Le prime notizie relative alla chiesa, in origine Abbazia Benedettina, risalgono al 1227. Ciò che rimane dell’edificio monastico è ben poco, un ampio portale con stipiti in travertino sormontati da un architrave dello stesso materiale, ed un tratto di muro in blocchi di tufo squadrati.

Le progressive inondazioni del Tevere e i conseguenti dissesti causarono la cessazione della comunità monastica nella seconda metà del XIII secolo, poi l’abbandono e la progressiva distruzione degli edifici del complesso abbaziale.

Una rovinosa alluvione della fine del XVI secolo comportò la definitiva distruzione della struttura di cui si era tentato un restauro nel 1579.

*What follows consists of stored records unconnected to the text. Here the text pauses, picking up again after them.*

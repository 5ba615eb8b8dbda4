use crate::Error;
use bytes::{BufMut, Bytes, BytesMut};

/// Durability levels, matching the wire encoding used by framing-extras.
/// Pinned down from `durability_level.hxx` in the reference implementation
/// this protocol is modeled on.
#[derive(Debug, Clone, Copy, PartialEq, Eq)]
#[repr(u8)]
pub enum DurabilityLevel {
    None = 0x00,
    Majority = 0x01,
    MajorityAndPersistToActive = 0x02,
    PersistToMajority = 0x03,
}

impl DurabilityLevel {
    fn from_byte(byte: u8) -> Option<DurabilityLevel> {
        match byte {
            0x00 => Some(DurabilityLevel::None),
            0x01 => Some(DurabilityLevel::Majority),
            0x02 => Some(DurabilityLevel::MajorityAndPersistToActive),
            0x03 => Some(DurabilityLevel::PersistToMajority),
            _ => None,
        }
    }
}

const FRAME_ID_DURABILITY: u8 = 0x01;
const FRAME_ID_PRESERVE_TTL: u8 = 0x05;
const FRAME_ID_IMPERSONATE_USER: u8 = 0x04;
const FRAME_ID_SERVER_DURATION: u8 = 0x02;

/// Flexible framing-extras, present only on "alt" magic frames. Each entry is
/// a half-byte id/len pair followed by its payload; unknown ids are preserved
/// verbatim so a frame can be re-encoded without losing server-added fields.
#[derive(Debug, Clone, PartialEq, Eq, Default)]
pub struct FramingExtras {
    pub durability: Option<(DurabilityLevel, Option<u16>)>,
    pub preserve_ttl: bool,
    pub impersonate_user: Option<Bytes>,
    pub server_duration_encoded: Option<u16>,
    /// Any frame-id we don't specifically model, preserved as raw bytes.
    pub unknown: Vec<(u8, Bytes)>,
}

impl FramingExtras {
    pub fn encode(&self) -> Bytes {
        let mut buf = BytesMut::new();

        if let Some((level, timeout)) = self.durability {
            let payload_len = if timeout.is_some() { 3 } else { 1 };
            push_header(&mut buf, FRAME_ID_DURABILITY, payload_len);
            buf.put_u8(level as u8);
            if let Some(t) = timeout {
                buf.put_u16(t);
            }
        }
        if self.preserve_ttl {
            push_header(&mut buf, FRAME_ID_PRESERVE_TTL, 0);
        }
        if let Some(user) = &self.impersonate_user {
            push_header(&mut buf, FRAME_ID_IMPERSONATE_USER, user.len());
            buf.extend_from_slice(user);
        }
        for (id, payload) in &self.unknown {
            push_header(&mut buf, *id, payload.len());
            buf.extend_from_slice(payload);
        }

        buf.freeze()
    }

    pub fn decode(mut src: &[u8]) -> Result<FramingExtras, Error> {
        let mut out = FramingExtras::default();

        while !src.is_empty() {
            let control = src[0];
            let mut id = (control >> 4) as u16;
            let mut len = (control & 0x0f) as usize;
            src = &src[1..];

            // Escaped id/len: 0x0f means "read one more byte and add it".
            if id == 0x0f {
                if src.is_empty() {
                    return Err(Error::protocol("truncated framing-extras id"));
                }
                id += src[0] as u16;
                src = &src[1..];
            }
            if len == 0x0f {
                if src.is_empty() {
                    return Err(Error::protocol("truncated framing-extras len"));
                }
                len += src[0] as usize;
                src = &src[1..];
            }
            if src.len() < len {
                return Err(Error::protocol("framing-extras payload overruns body"));
            }
            let payload = &src[..len];
            src = &src[len..];

            match id as u8 {
                FRAME_ID_DURABILITY if !payload.is_empty() => {
                    let level = DurabilityLevel::from_byte(payload[0])
                        .ok_or_else(|| Error::protocol("invalid durability level byte"))?;
                    let timeout = if payload.len() >= 3 {
                        Some(u16::from_be_bytes([payload[1], payload[2]]))
                    } else {
                        None
                    };
                    out.durability = Some((level, timeout));
                }
                FRAME_ID_PRESERVE_TTL => out.preserve_ttl = true,
                FRAME_ID_IMPERSONATE_USER => {
                    out.impersonate_user = Some(Bytes::copy_from_slice(payload))
                }
                FRAME_ID_SERVER_DURATION if payload.len() >= 2 => {
                    out.server_duration_encoded = Some(u16::from_be_bytes([payload[0], payload[1]]))
                }
                other => out.unknown.push((other, Bytes::copy_from_slice(payload))),
            }
        }

        Ok(out)
    }
}

fn push_header(buf: &mut BytesMut, id: u8, len: usize) {
    // None of our own writers ever need the escaped (>=15) form.
    debug_assert!(id < 0x0f && len < 0x0f, "framing-extras escape form not implemented for writers");
    buf.put_u8((id << 4) | (len as u8 & 0x0f));
}

#[cfg(test)]
mod tests {
    use super::*;

    #[test]
    fn round_trips_durability_with_timeout() {
        let mut extras = FramingExtras::default();
        extras.durability = Some((DurabilityLevel::PersistToMajority, Some(2500)));
        extras.preserve_ttl = true;
        let encoded = extras.encode();
        let decoded = FramingExtras::decode(&encoded).unwrap();
        assert_eq!(decoded, extras);
    }
}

L’attuale chiesa di San Vittore, inaugurata nel 1714, sorge accanto ai ruderi dell’antico eremo e presenta pianta rettangolare voltata a botte con abside semicircolare all’interno ed ottagonale all’esterno. La facciata, sormontata sul lato sinistro dal campanile, ha il portale, architravato e decorato da mensole, circondato da due finestre rettangolari.

All’interno, sulla parete di fondo è presente una finestra ellittica, a sinistra un’apertura rettangolare e numerosi materiali archeologici inglobati nella struttura muraria; tra questi un’iscrizione frammentaria in latino e un capitello corinzio.